WHO condemns countries offering Covid booster shots
World Health Organization (WHO) Director-General Tedros Adhanom Ghebreyesus / Fabrice Coffrini/Pool via REUTERS/File Photo
World Health Organisation (WHO) on Wednesday (4) raised an objection to countries considering Covid booster shots, calling for a halt on the third jabs of Covid vaccine until at least the end of September.
“I understand the concern of all governments to protect their people from the Delta variant. But we cannot accept countries that have already used most of the global supply of vaccines using even more of it,” WHO chief Tedros Adhanom Ghebreyesus said at a media briefing on Wednesday (4).

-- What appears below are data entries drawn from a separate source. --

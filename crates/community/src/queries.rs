use std::sync::Arc;

use chrono::{DateTime, Utc};
use serde::{Deserialize, Serialize};

use civitas_auth::{RequireRole, Role, TrustTier};
use civitas_core::{CommunityId, UserId, Validate};
use civitas_infra::accounts::{COMMUNITY_MEMBERS, MEMBERSHIPS, USERS};
use civitas_infra::{OperationError, QueryDescriptor};

use crate::model::{COMMUNITY_STATS, CommunityStats, XP_BALANCES};

/// Query: GetCommunityStats. Public.
#[derive(Debug, Clone, PartialEq, Eq, Serialize, Deserialize)]
pub struct GetCommunityStats {
    pub community_id: CommunityId,
}

impl Validate for GetCommunityStats {}

/// Query: GetUserProfile. Public.
#[derive(Debug, Clone, PartialEq, Eq, Serialize, Deserialize)]
pub struct GetUserProfile {
    pub user_id: UserId,
}

impl Validate for GetUserProfile {}

#[derive(Debug, Clone, PartialEq, Eq, Serialize, Deserialize)]
pub struct UserProfile {
    pub user_id: UserId,
    pub address: String,
    pub tier: TrustTier,
    pub xp: u64,
    pub referral_xp: u64,
    pub communities: usize,
    pub registered_at: DateTime<Utc>,
}

impl Validate for UserProfile {}

/// Query: ListCommunityMembers. Members only.
#[derive(Debug, Clone, PartialEq, Eq, Serialize, Deserialize)]
pub struct ListCommunityMembers {
    pub community_id: CommunityId,
}

impl Validate for ListCommunityMembers {}

#[derive(Debug, Clone, PartialEq, Eq, Serialize, Deserialize)]
pub struct MemberView {
    pub user_id: UserId,
    pub role: Role,
    pub joined_at: DateTime<Utc>,
}

impl Validate for MemberView {}

pub struct CommunityQueries {
    pub community_stats: Arc<QueryDescriptor<GetCommunityStats, CommunityStats>>,
    pub user_profile: Arc<QueryDescriptor<GetUserProfile, UserProfile>>,
    pub members: Arc<QueryDescriptor<ListCommunityMembers, Vec<MemberView>>>,
}

impl CommunityQueries {
    pub fn new() -> Self {
        Self {
            community_stats: Arc::new(get_community_stats()),
            user_profile: Arc::new(get_user_profile()),
            members: Arc::new(list_community_members()),
        }
    }
}

impl Default for CommunityQueries {
    fn default() -> Self {
        Self::new()
    }
}

/// Reads the projection, so counts trail commits until the next drain.
pub fn get_community_stats() -> QueryDescriptor<GetCommunityStats, CommunityStats> {
    QueryDescriptor::new("GetCommunityStats", |ctx, input: GetCommunityStats| {
        ctx.get(&COMMUNITY_STATS, &input.community_id.to_string())?
            .ok_or_else(|| OperationError::not_found(format!("community {}", input.community_id)))
    })
}

pub fn get_user_profile() -> QueryDescriptor<GetUserProfile, UserProfile> {
    QueryDescriptor::new("GetUserProfile", |ctx, input: GetUserProfile| {
        let key = input.user_id.to_string();
        let user = ctx
            .get(&USERS, &key)?
            .ok_or_else(|| OperationError::not_found(format!("user {}", input.user_id)))?;
        let balance = ctx.get(&XP_BALANCES, &key)?.unwrap_or_default();
        let communities = ctx.scan(&MEMBERSHIPS, &format!("{key}/"))?.len();

        Ok(UserProfile {
            user_id: user.user_id,
            address: user.address,
            tier: user.tier,
            xp: balance.xp,
            referral_xp: balance.referral_xp,
            communities,
            registered_at: user.registered_at,
        })
    })
}

pub fn list_community_members() -> QueryDescriptor<ListCommunityMembers, Vec<MemberView>> {
    QueryDescriptor::new("ListCommunityMembers", |ctx, input: ListCommunityMembers| {
        let members = ctx
            .scan(&COMMUNITY_MEMBERS, &format!("{}/", input.community_id))?
            .into_iter()
            .map(|(_, m)| MemberView {
                user_id: m.user_id,
                role: m.role,
                joined_at: m.joined_at,
            })
            .collect();
        Ok(members)
    })
    .guard(RequireRole::new(Role::ANY, |input: &ListCommunityMembers| input.community_id))
}
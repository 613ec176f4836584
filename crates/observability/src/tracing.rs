//! Tracing subscriber initialization.
//!
//! `RUST_LOG` selects the filter (default `info`); `CIVITAS_LOG_FORMAT`
//! selects `json` (default) or `pretty` output.

use tracing_subscriber::EnvFilter;

pub const LOG_FORMAT_VAR: &str = "CIVITAS_LOG_FORMAT";

#[derive(Debug, Clone, Copy, PartialEq, Eq, Default)]
pub enum LogFormat {
    #[default]
    Json,
    Pretty,
}

impl LogFormat {
    /// Unknown values fall back to JSON.
    pub fn parse(value: &str) -> Self {
        match value.trim().to_ascii_lowercase().as_str() {
            "pretty" | "text" => LogFormat::Pretty,
            _ => LogFormat::Json,
        }
    }

    pub fn from_env() -> Self {
        std::env::var(LOG_FORMAT_VAR)
            .map(|value| Self::parse(&value))
            .unwrap_or_default()
    }
}

/// Install the global subscriber and return the format in use.
pub fn init() -> LogFormat {
    let format = LogFormat::from_env();
    let filter = EnvFilter::try_from_default_env().unwrap_or_else(|_| EnvFilter::new("info"));

    let _ = match format {
        LogFormat::Json => tracing_subscriber::fmt()
            .with_env_filter(filter)
            .json()
            .with_timer(tracing_subscriber::fmt::time::SystemTime)
            .with_target(false)
            .try_init(),
        LogFormat::Pretty => tracing_subscriber::fmt()
            .with_env_filter(filter)
            .pretty()
            .with_thread_names(true)
            .try_init(),
    };
    format
}

#[cfg(test)]
mod tests {
    use super::*;

    #[test]
    fn parses_known_formats_and_defaults_to_json() {
        assert_eq!(LogFormat::parse("pretty"), LogFormat::Pretty);
        assert_eq!(LogFormat::parse(" Text "), LogFormat::Pretty);
        assert_eq!(LogFormat::parse("json"), LogFormat::Json);
        assert_eq!(LogFormat::parse("yaml"), LogFormat::Json);
    }

    #[test]
    fn init_twice_is_harmless() {
        init();
        init();
    }
}
//! Strongly-typed identifiers used across the domain.

use core::str::FromStr;
use serde::{Deserialize, Serialize};
use uuid::Uuid;

use crate::error::DomainError;

/// Identifier of a registered user (actor identity).
#[derive(Debug, Copy, Clone, PartialEq, Eq, Hash, PartialOrd, Ord, Serialize, Deserialize)]
#[serde(transparent)]
pub struct UserId(Uuid);

/// Identifier of a community.
#[derive(Debug, Copy, Clone, PartialEq, Eq, Hash, PartialOrd, Ord, Serialize, Deserialize)]
#[serde(transparent)]
pub struct CommunityId(Uuid);

/// Identifier of a discussion thread.
#[derive(Debug, Copy, Clone, PartialEq, Eq, Hash, PartialOrd, Ord, Serialize, Deserialize)]
#[serde(transparent)]
pub struct ThreadId(Uuid);

macro_rules! impl_uuid_newtype {
    ($t:ty, $name:literal) => {
        impl $t {
            /// Create a new identifier.
            ///
            /// Uses UUIDv7 (time-ordered). Prefer passing IDs explicitly in tests
            /// for determinism.
            pub fn new() -> Self {
                Self(Uuid::now_v7())
            }

            pub fn from_uuid(uuid: Uuid) -> Self {
                Self(uuid)
            }

            pub fn as_uuid(&self) -> &Uuid {
                &self.0
            }
        }

        impl Default for $t {
            fn default() -> Self {
                Self::new()
            }
        }

        impl core::fmt::Display for $t {
            fn fmt(&self, f: &mut core::fmt::Formatter<'_>) -> core::fmt::Result {
                core::fmt::Display::fmt(&self.0, f)
            }
        }

        impl From<Uuid> for $t {
            fn from(value: Uuid) -> Self {
                Self(value)
            }
        }

        impl From<$t> for Uuid {
            fn from(value: $t) -> Self {
                value.0
            }
        }

        impl FromStr for $t {
            type Err = DomainError;

            fn from_str(s: &str) -> Result<Self, Self::Err> {
                let uuid = Uuid::from_str(s)
                    .map_err(|e| DomainError::invalid_id(format!("{}: {}", $name, e)))?;
                Ok(Self(uuid))
            }
        }
    };
}

impl_uuid_newtype!(UserId, "UserId");
impl_uuid_newtype!(CommunityId, "CommunityId");
impl_uuid_newtype!(ThreadId, "ThreadId");

/// Reference to the aggregate an event originated from, or a resource a guard
/// inspects (e.g. `thread/<uuid>`).
#[derive(Debug, Clone, PartialEq, Eq, Hash, Serialize, Deserialize)]
pub struct AggregateRef {
    pub kind: String,
    pub id: String,
}

impl AggregateRef {
    pub fn new(kind: impl Into<String>, id: impl ToString) -> Self {
        Self {
            kind: kind.into(),
            id: id.to_string(),
        }
    }

    pub fn user(id: UserId) -> Self {
        Self::new("user", id)
    }

    pub fn community(id: CommunityId) -> Self {
        Self::new("community", id)
    }

    pub fn thread(id: ThreadId) -> Self {
        Self::new("thread", id)
    }
}

impl core::fmt::Display for AggregateRef {
    fn fmt(&self, f: &mut core::fmt::Formatter<'_>) -> core::fmt::Result {
        write!(f, "{}/{}", self.kind, self.id)
    }
}

#[cfg(test)]
mod tests {
    use super::*;

    #[test]
    fn parses_round_trip_through_display() {
        let id = ThreadId::new();
        let parsed: ThreadId = id.to_string().parse().unwrap();
        assert_eq!(parsed, id);
    }

    #[test]
    fn rejects_malformed_identifier_with_type_name() {
        let err = "not-a-uuid".parse::<CommunityId>().unwrap_err();
        match err {
            DomainError::InvalidId(msg) => assert!(msg.starts_with("CommunityId")),
            other => panic!("unexpected error: {other:?}"),
        }
    }

    #[test]
    fn aggregate_ref_displays_kind_and_id() {
        let id = UserId::new();
        assert_eq!(AggregateRef::user(id).to_string(), format!("user/{id}"));
    }
}
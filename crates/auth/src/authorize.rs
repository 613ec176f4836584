//! Authorization chain: ordered guards combined with AND semantics.

use chrono::{DateTime, Utc};
use thiserror::Error;
use tracing::debug;

use civitas_core::{AggregateRef, CommunityId, UserId};

use crate::{Actor, TrustTier, UserActor};

#[derive(Debug, Error, Clone, PartialEq, Eq)]
pub enum AuthzError {
    /// No (valid) identity was presented.
    #[error("unauthenticated")]
    Unauthenticated,

    /// The identity is known but not acceptable for this operation.
    #[error("invalid actor: {0}")]
    InvalidActor(String),

    /// The identity is acceptable but lacks a capability.
    #[error("forbidden: {0}")]
    Forbidden(String),

    /// A guard could not reach the directory it depends on.
    #[error("authorization directory unavailable: {0}")]
    Directory(String),
}

/// Who controls a resource: its author and the community it lives in.
#[derive(Debug, Clone, PartialEq, Eq)]
pub struct ResourceOwner {
    pub owner: UserId,
    pub community_id: Option<CommunityId>,
}

impl ResourceOwner {
    pub fn new(owner: UserId) -> Self {
        Self {
            owner,
            community_id: None,
        }
    }

    pub fn in_community(mut self, community_id: CommunityId) -> Self {
        self.community_id = Some(community_id);
        self
    }
}

/// Lookups (and the single permitted write) guards may perform.
///
/// Implemented by infrastructure on top of the datastore; guards only see this
/// trait, which keeps the chain free of IO concerns.
pub trait Directory: Send + Sync {
    /// Owner of a resource, `None` when the resource does not exist.
    fn resource_owner(&self, resource: &AggregateRef) -> Result<Option<ResourceOwner>, AuthzError>;

    /// Persist a raised trust tier for `user_id`.
    ///
    /// Runs outside the command transaction and must never lower a tier.
    fn persist_tier(&self, user_id: UserId, tier: TrustTier) -> Result<(), AuthzError>;
}

/// Context threaded through the guard chain and handed to the body.
///
/// Guards enrich it as they go (resolved community, author flag, upgraded tier).
#[derive(Debug, Clone, PartialEq, Eq)]
pub struct AuthContext {
    pub actor: Actor,
    pub now: DateTime<Utc>,
    pub community_id: Option<CommunityId>,
    pub is_author: bool,
    pub upgraded_tier: Option<TrustTier>,
}

impl AuthContext {
    pub fn new(actor: Actor, now: DateTime<Utc>) -> Self {
        Self {
            actor,
            now,
            community_id: None,
            is_author: false,
            upgraded_tier: None,
        }
    }

    /// The user behind this call, or `InvalidActor` for the system actor.
    pub fn user(&self) -> Result<&UserActor, AuthzError> {
        self.actor
            .as_user()
            .ok_or_else(|| AuthzError::InvalidActor("operation requires a user actor".into()))
    }

    pub(crate) fn user_mut(&mut self) -> Result<&mut UserActor, AuthzError> {
        match &mut self.actor {
            Actor::User(user) => Ok(user),
            Actor::System(_) => Err(AuthzError::InvalidActor("operation requires a user actor".into())),
        }
    }
}

/// One check in an authorization chain.
pub trait Guard<P>: Send + Sync {
    fn name(&self) -> &'static str;

    fn check(&self, ctx: &mut AuthContext, payload: &P, directory: &dyn Directory) -> Result<(), AuthzError>;
}

/// Ordered list of guards, evaluated left to right.
pub struct GuardChain<P> {
    guards: Vec<Box<dyn Guard<P>>>,
}

impl<P> Default for GuardChain<P> {
    fn default() -> Self {
        Self { guards: Vec::new() }
    }
}

impl<P> core::fmt::Debug for GuardChain<P> {
    fn fmt(&self, f: &mut core::fmt::Formatter<'_>) -> core::fmt::Result {
        f.debug_list()
            .entries(self.guards.iter().map(|g| g.name()))
            .finish()
    }
}

impl<P> GuardChain<P> {
    pub fn new() -> Self {
        Self::default()
    }

    pub fn with(mut self, guard: impl Guard<P> + 'static) -> Self {
        self.guards.push(Box::new(guard));
        self
    }

    pub fn is_empty(&self) -> bool {
        self.guards.is_empty()
    }

    pub fn len(&self) -> usize {
        self.guards.len()
    }

    /// Run every guard in order, stopping at the first failure.
    ///
    /// The system actor satisfies every guard without evaluating any.
    pub fn authorize(
        &self,
        actor: Actor,
        payload: &P,
        now: DateTime<Utc>,
        directory: &dyn Directory,
    ) -> Result<AuthContext, AuthzError> {
        let mut ctx = AuthContext::new(actor, now);
        if ctx.actor.is_system() {
            return Ok(ctx);
        }

        for guard in &self.guards {
            if let Err(err) = guard.check(&mut ctx, payload, directory) {
                debug!(guard = guard.name(), actor = %ctx.actor.label(), error = %err, "guard rejected actor");
                return Err(err);
            }
        }
        Ok(ctx)
    }
}
//! Transactional datastore with a colocated outbox.
//!
//! Application state is stored as JSON documents in named tables keyed by
//! string. The outbox lives in the same store so that a single
//! [`Transaction`] can commit state mutations and event appends together:
//! either both become visible, or neither does.
//!
//! ## Consumer bookkeeping
//!
//! Outbox rows are never rewritten or deleted. Each consumer owns a
//! processed-set of `(consumer, outbox_id)` marks. Marks are written through
//! the same transaction as the consumer's effect, so an effect and its mark
//! commit together. Failure counters are kept outside transactions because
//! they must survive the rollback of the attempt they count.

pub mod in_memory;
pub mod postgres;

use std::marker::PhantomData;

use chrono::{DateTime, Utc};
use serde::Serialize;
use serde::de::DeserializeOwned;
use serde_json::Value as JsonValue;
use thiserror::Error;

use civitas_events::{EventEnvelope, OutboxId, OutboxRecord, ProcessOutcome};

pub use in_memory::InMemoryDataStore;
pub use postgres::PostgresDataStore;

pub type StoreResult<T> = Result<T, StoreError>;

#[derive(Debug, Error, Clone, PartialEq, Eq)]
pub enum StoreError {
    /// A unique insert lost a race with a concurrent writer.
    #[error("unique violation on {table}/{key}")]
    UniqueViolation { table: String, key: String },

    /// A value read by this transaction changed before it could commit.
    #[error("write conflict on {0}")]
    Conflict(String),

    #[error("serialization failed: {0}")]
    Serialization(String),

    /// Connection, pool or database failure. Safe to retry.
    #[error("datastore unavailable: {0}")]
    Unavailable(String),

    #[error("datastore lock poisoned")]
    Poisoned,
}

impl From<serde_json::Error> for StoreError {
    fn from(value: serde_json::Error) -> Self {
        StoreError::Serialization(value.to_string())
    }
}

/// A consumer's failure history for one outbox record.
#[derive(Debug, Clone, PartialEq, Eq, Serialize)]
pub struct FailureRecord {
    pub consumer: String,
    pub outbox_id: OutboxId,
    pub attempts: u32,
    pub last_error: String,
    pub last_failed_at: DateTime<Utc>,
}

/// A unit of work against the datastore.
///
/// Reads observe the transaction's own writes. Dropping a transaction without
/// calling [`Transaction::commit`] discards every write, outbox appends
/// included.
pub trait Transaction: Send {
    fn get(&mut self, table: &str, key: &str) -> StoreResult<Option<JsonValue>>;

    /// All rows whose key starts with `prefix`, ordered by key.
    fn scan(&mut self, table: &str, prefix: &str) -> StoreResult<Vec<(String, JsonValue)>>;

    fn put(&mut self, table: &str, key: &str, value: JsonValue) -> StoreResult<()>;

    /// Insert unless the key already exists. Returns `false` when it did.
    fn insert(&mut self, table: &str, key: &str, value: JsonValue) -> StoreResult<bool>;

    /// Returns `false` when there was nothing to delete.
    fn delete(&mut self, table: &str, key: &str) -> StoreResult<bool>;

    fn truncate(&mut self, table: &str) -> StoreResult<()>;

    /// Append an event to the outbox. Ids are assigned in append order.
    fn append(&mut self, envelope: EventEnvelope) -> StoreResult<()>;

    /// Mark a record as handled by `consumer`. Marking twice is a no-op.
    fn mark_processed(&mut self, consumer: &str, id: OutboxId, outcome: ProcessOutcome) -> StoreResult<()>;

    /// Forget every mark and failure counter of `consumer`.
    fn reset_consumer(&mut self, consumer: &str) -> StoreResult<()>;

    /// Commit and return the ids of the outbox records appended.
    fn commit(self: Box<Self>) -> StoreResult<Vec<OutboxId>>;

    fn rollback(self: Box<Self>) -> StoreResult<()>;
}

/// Consumer-side view of the outbox.
pub trait OutboxStore: Send + Sync {
    /// Committed records named in `names` that `consumer` has not marked,
    /// ordered by id ascending.
    fn fetch_unprocessed(&self, consumer: &str, names: &[&str], limit: usize) -> StoreResult<Vec<OutboxRecord>>;

    /// Count a failed attempt outside any transaction; returns the new total.
    fn record_failure(&self, consumer: &str, id: OutboxId, error: &str) -> StoreResult<u32>;

    /// Records `consumer` gave up on.
    fn dead_letters(&self, consumer: &str) -> StoreResult<Vec<FailureRecord>>;

    fn processed_outcome(&self, consumer: &str, id: OutboxId) -> StoreResult<Option<ProcessOutcome>>;

    fn outbox_len(&self) -> StoreResult<u64>;
}

/// Handle passed explicitly to executors and policies.
pub trait DataStore: OutboxStore {
    fn begin(&self) -> StoreResult<Box<dyn Transaction>>;

    /// Committed value, read outside any transaction.
    fn read(&self, table: &str, key: &str) -> StoreResult<Option<JsonValue>>;

    fn read_scan(&self, table: &str, prefix: &str) -> StoreResult<Vec<(String, JsonValue)>>;

    /// Committed rows in `table`.
    fn count(&self, table: &str) -> StoreResult<u64>;

    /// Committed rows across every table.
    fn count_all(&self) -> StoreResult<u64>;
}

/// Typed view over a named table.
#[derive(Debug)]
pub struct Table<T> {
    name: &'static str,
    _row: PhantomData<fn() -> T>,
}

impl<T> Clone for Table<T> {
    fn clone(&self) -> Self {
        *self
    }
}

impl<T> Copy for Table<T> {}

impl<T> Table<T>
where
    T: Serialize + DeserializeOwned,
{
    pub const fn new(name: &'static str) -> Self {
        Self {
            name,
            _row: PhantomData,
        }
    }

    pub fn name(&self) -> &'static str {
        self.name
    }

    pub fn get(&self, tx: &mut dyn Transaction, key: &str) -> StoreResult<Option<T>> {
        tx.get(self.name, key)?.map(decode).transpose()
    }

    pub fn scan(&self, tx: &mut dyn Transaction, prefix: &str) -> StoreResult<Vec<(String, T)>> {
        tx.scan(self.name, prefix)?
            .into_iter()
            .map(|(key, value)| Ok((key, decode(value)?)))
            .collect()
    }

    pub fn put(&self, tx: &mut dyn Transaction, key: &str, row: &T) -> StoreResult<()> {
        tx.put(self.name, key, serde_json::to_value(row)?)
    }

    pub fn insert(&self, tx: &mut dyn Transaction, key: &str, row: &T) -> StoreResult<bool> {
        tx.insert(self.name, key, serde_json::to_value(row)?)
    }

    pub fn delete(&self, tx: &mut dyn Transaction, key: &str) -> StoreResult<bool> {
        tx.delete(self.name, key)
    }

    pub fn read(&self, store: &dyn DataStore, key: &str) -> StoreResult<Option<T>> {
        store.read(self.name, key)?.map(decode).transpose()
    }

    pub fn read_scan(&self, store: &dyn DataStore, prefix: &str) -> StoreResult<Vec<(String, T)>> {
        store
            .read_scan(self.name, prefix)?
            .into_iter()
            .map(|(key, value)| Ok((key, decode(value)?)))
            .collect()
    }
}

fn decode<T: DeserializeOwned>(value: JsonValue) -> StoreResult<T> {
    Ok(serde_json::from_value(value)?)
}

The call for a moratorium is the strongest statement yet from the UN agency at a time when countries, including England, are considering offering Covid-19 booster shots.
G-20 nations had an important leadership role to play as those countries were the “biggest producers, the biggest consumers and the biggest donors of COVID-19 vaccines”, he added.
The news comes amid reports that England is set to offer Covid vaccine booster dose to more than 32 million Britons from early Sept 6 to ensure that the rollout is completed by early December.
Ministers are planning to deliver an average of almost 2.5m booster doses a week to adults aged 50 and over through more than 2,000 pharmacies that reportedly will be at the forefront of the booster vaccine programme, reports said.
The US, meanwhile, has rejected the UN health agency’s call for a delay saying it was a “false choice” and that it was possible to do both.
Declaring that the US had donated more than 110 million doses of vaccines around the world, White House press secretary Jen Psaki said that the US has enough supply to ensure, if the FDA decides that boosters are recommended for a portion of the population, to provide those as well.
Israel has already kicked off the Covid-19 booster shots drive last week while Germany reportedly will start next month.
The WHO has repeatedly called for rich countries to do more to help improve access to vaccines in the developing world, given the gap in global vaccine distribution.
A little more than 1.8 per cent of people in Africa are fully vaccinated, compared with nearly 50 per cent in both the EU and the US, according to Our World in Data.